» Assigned task
Review the material and extract every line in which the word "three" occurs.

» Data to use

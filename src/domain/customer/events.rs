use serde::de::DeserializeOwned;
use serde::{Deserialize, Serialize};

// ============================================================================
// Customer Lifecycle Events
// ============================================================================
//
// Wire payloads (JSON, camelCase) for the three customer transitions the
// identity provider has to follow. Each kind travels on its own routing key.
//
// ============================================================================

#[derive(Debug, Clone, Copy, PartialEq, Eq, Hash)]
pub enum EventKind {
    Created,
    Updated,
    Deleted,
}

impl EventKind {
    pub const ALL: [EventKind; 3] = [EventKind::Created, EventKind::Updated, EventKind::Deleted];

    pub fn routing_key(&self) -> &'static str {
        match self {
            EventKind::Created => "customer.created",
            EventKind::Updated => "customer.updated",
            EventKind::Deleted => "customer.deleted",
        }
    }

    pub fn event_type(&self) -> &'static str {
        match self {
            EventKind::Created => "CustomerCreatedEvent",
            EventKind::Updated => "CustomerUpdatedEvent",
            EventKind::Deleted => "CustomerDeletedEvent",
        }
    }

    pub fn from_routing_key(key: &str) -> Option<Self> {
        Self::ALL.into_iter().find(|k| k.routing_key() == key)
    }
}

/// Implemented by each wire payload so consumers can decode typed messages.
pub trait LifecycleMessage: Serialize + DeserializeOwned + Send + Sync + 'static {
    const KIND: EventKind;

    fn customer_id(&self) -> i64;
}

#[derive(Clone, PartialEq, Serialize, Deserialize)]
#[serde(rename_all = "camelCase")]
pub struct CustomerCreatedEvent {
    pub customer_id: i64,
    pub name: String,
    pub last_name: String,
    pub email: String,
    pub password: String,
}

// Keeps the credential out of logs.
impl std::fmt::Debug for CustomerCreatedEvent {
    fn fmt(&self, f: &mut std::fmt::Formatter<'_>) -> std::fmt::Result {
        f.debug_struct("CustomerCreatedEvent")
            .field("customer_id", &self.customer_id)
            .field("name", &self.name)
            .field("last_name", &self.last_name)
            .field("email", &self.email)
            .field("password", &"***")
            .finish()
    }
}

#[derive(Debug, Clone, PartialEq, Serialize, Deserialize)]
#[serde(rename_all = "camelCase")]
pub struct CustomerUpdatedEvent {
    pub customer_id: i64,
    pub name: String,
    pub last_name: String,
}

#[derive(Debug, Clone, PartialEq, Serialize, Deserialize)]
#[serde(rename_all = "camelCase")]
pub struct CustomerDeletedEvent {
    pub customer_id: i64,
    /// Identity reference captured before the row was removed.
    #[serde(default, skip_serializing_if = "Option::is_none")]
    pub external_id: Option<String>,
}

impl LifecycleMessage for CustomerCreatedEvent {
    const KIND: EventKind = EventKind::Created;

    fn customer_id(&self) -> i64 {
        self.customer_id
    }
}

impl LifecycleMessage for CustomerUpdatedEvent {
    const KIND: EventKind = EventKind::Updated;

    fn customer_id(&self) -> i64 {
        self.customer_id
    }
}

impl LifecycleMessage for CustomerDeletedEvent {
    const KIND: EventKind = EventKind::Deleted;

    fn customer_id(&self) -> i64 {
        self.customer_id
    }
}

/// Union of the three payloads, as staged by the orchestrator.
#[derive(Debug, Clone, PartialEq)]
pub enum LifecycleEvent {
    Created(CustomerCreatedEvent),
    Updated(CustomerUpdatedEvent),
    Deleted(CustomerDeletedEvent),
}

impl LifecycleEvent {
    pub fn kind(&self) -> EventKind {
        match self {
            LifecycleEvent::Created(_) => EventKind::Created,
            LifecycleEvent::Updated(_) => EventKind::Updated,
            LifecycleEvent::Deleted(_) => EventKind::Deleted,
        }
    }

    pub fn customer_id(&self) -> i64 {
        match self {
            LifecycleEvent::Created(e) => e.customer_id,
            LifecycleEvent::Updated(e) => e.customer_id,
            LifecycleEvent::Deleted(e) => e.customer_id,
        }
    }

    /// The bare wire payload, without any enum tagging.
    pub fn to_payload(&self) -> serde_json::Result<String> {
        match self {
            LifecycleEvent::Created(e) => serde_json::to_string(e),
            LifecycleEvent::Updated(e) => serde_json::to_string(e),
            LifecycleEvent::Deleted(e) => serde_json::to_string(e),
        }
    }
}

#[cfg(test)]
mod tests {
    use super::*;

    #[test]
    fn test_created_wire_shape() {
        let event = LifecycleEvent::Created(CustomerCreatedEvent {
            customer_id: 42,
            name: "Ana".to_string(),
            last_name: "Lima".to_string(),
            email: "ana@x.com".to_string(),
            password: "p1".to_string(),
        });

        let json: serde_json::Value = serde_json::from_str(&event.to_payload().unwrap()).unwrap();
        assert_eq!(
            json,
            serde_json::json!({
                "customerId": 42,
                "name": "Ana",
                "lastName": "Lima",
                "email": "ana@x.com",
                "password": "p1"
            })
        );
        assert_eq!(event.kind().routing_key(), "customer.created");
    }

    #[test]
    fn test_deleted_without_reference_is_bare() {
        let event = LifecycleEvent::Deleted(CustomerDeletedEvent {
            customer_id: 9,
            external_id: None,
        });

        assert_eq!(event.to_payload().unwrap(), r#"{"customerId":9}"#);
    }

    #[test]
    fn test_deleted_decodes_legacy_payload() {
        let event: CustomerDeletedEvent = serde_json::from_str(r#"{"customerId":3}"#).unwrap();
        assert_eq!(event.customer_id, 3);
        assert!(event.external_id.is_none());
    }

    #[test]
    fn test_routing_key_lookup() {
        for kind in EventKind::ALL {
            assert_eq!(EventKind::from_routing_key(kind.routing_key()), Some(kind));
        }
        assert_eq!(EventKind::from_routing_key("customer.unknown"), None);
    }

    #[test]
    fn test_debug_masks_password() {
        let event = CustomerCreatedEvent {
            customer_id: 1,
            name: "Ana".to_string(),
            last_name: "Lima".to_string(),
            email: "ana@x.com".to_string(),
            password: "secret".to_string(),
        };
        assert!(!format!("{:?}", event).contains("secret"));
    }
}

» Answer area
// Wire payloads (JSON, camelCase) for the three customer transitions the
/// Union of the three payloads, as staged by the orchestrator.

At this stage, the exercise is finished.